Talk about perfection! While the countdown is on, as Gustavo Dudamel, music director of the world-class Los Angeles Philharmonic, prepares to exit the stage for the New York Philharmonic (a big boohoo), his presence last weekend at Walt Disney Concert Hall further cemented his status as musical genius, tastemaker and catalyst for good: Indeed, leading the band in a program of Beethoven and Gabriela Ortiz, the concert proved a sensory balm as the Brazilian dance troupe, Grupo Corpo, performed to Ortiz’s Grammy Award-winning opus, “Revolución diamantina.”

Performance

Grupo Corpo: “Revolución diamantinam,” choreography by Rodrigo Pederneiras and Cassi Abranches

Place

Walt Disney Concert Hall, Los Angeles, California, February 26-28, March 1, 2026

Words

Victoria Looseleaf

Grupo Corpo with the Los Angeles Philharmonic. Photograph by Timothy Norris

Co-choreographed by Cassi Abranches and Rodrigo Pederneiras, the 42-minute ballet, which translates to “Glitter Revolution,” was inspired by Mexico’s 2019 and 2022 feminist uprisings around the country’s epidemic of violence against women.

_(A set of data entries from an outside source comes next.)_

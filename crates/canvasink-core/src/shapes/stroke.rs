//! Freehand stroke shape.

use super::{Point, ShapeId};

/// A freehand stroke: an append-only series of points in drawing order.
#[derive(Debug, Clone, PartialEq)]
pub struct Stroke {
    pub(crate) id: ShapeId,
    pub(crate) name: String,
    /// CSS color string.
    pub color: String,
    /// Brush size.
    pub size: f64,
    pub(crate) points: Vec<Point>,
}

impl Stroke {
    /// Start a stroke in slot `index` (0-based) of the stroke collection, seeded with one point.
    pub(crate) fn start(index: usize, id: ShapeId, origin: Point, size: f64, color: String) -> Self {
        Self {
            id,
            name: format!("Trace {}", index + 1),
            color,
            size,
            points: vec![origin],
        }
    }

    /// Get the caller-supplied identifier.
    pub fn id(&self) -> &str {
        &self.id
    }

    /// Get the display name (`Trace N`).
    pub fn name(&self) -> &str {
        &self.name
    }

    /// Points in drawing order.
    pub fn points(&self) -> &[Point] {
        &self.points
    }

    /// Append a point to the end of the stroke.
    pub(crate) fn add_point(&mut self, point: Point) {
        self.points.push(point);
    }

    /// Get the number of points.
    pub fn len(&self) -> usize {
        self.points.len()
    }

    /// Check if the stroke has no points. Never true for strokes held by a document.
    pub fn is_empty(&self) -> bool {
        self.points.is_empty()
    }

    /// Get the most recently appended point.
    pub fn last_point(&self) -> Option<Point> {
        self.points.last().copied()
    }
}
//! CanvasInk Core Library
//!
//! Authoritative in-memory state for a collaborative 2D canvas: rectangles,
//! freehand strokes and live cursors. Commands mutate it one at a time and
//! [`Engine::tick`] returns an owned snapshot for rendering.
//!
//! The engine is single-threaded and takes `&mut self` for every mutation.
//! Callers on a concurrent host must serialize access themselves.

pub mod command;
pub mod config;
pub mod document;
pub mod engine;
pub mod error;
pub mod presence;
pub mod shapes;
pub mod snapshot;

pub use command::{Command, PointerEvent};
pub use config::EngineConfig;
pub use document::DocumentStore;
pub use engine::{CanvasSize, Engine};
pub use error::{EngineError, EngineResult};
pub use presence::{Presence, PresenceTracker, color_for_pointer};
pub use shapes::{Point, Rectangle, Stroke};
pub use snapshot::{DocumentSnapshot, ShapeSnapshot, StateSnapshot};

The increase in femicide was a catalyst for this mobilization, with the name stemming from the fact that protesters threw pink glitter—here not as ornament but as weapon - at the chief of police as their way of denouncing the lack of response following the rape of a woman by local officers. (An analog, perhaps, to the legions of pink pussy hats that populated demonstrations in the States not too many years ago?)  

Nevertheless, “Revolución,” in its concert version, was first performed and conducted in 2023 by Dudamel, who said that Ortiz’s “compositions embody a rare fusion of primal energy and deep emotional resonance, speaking directly to both the body and the soul.”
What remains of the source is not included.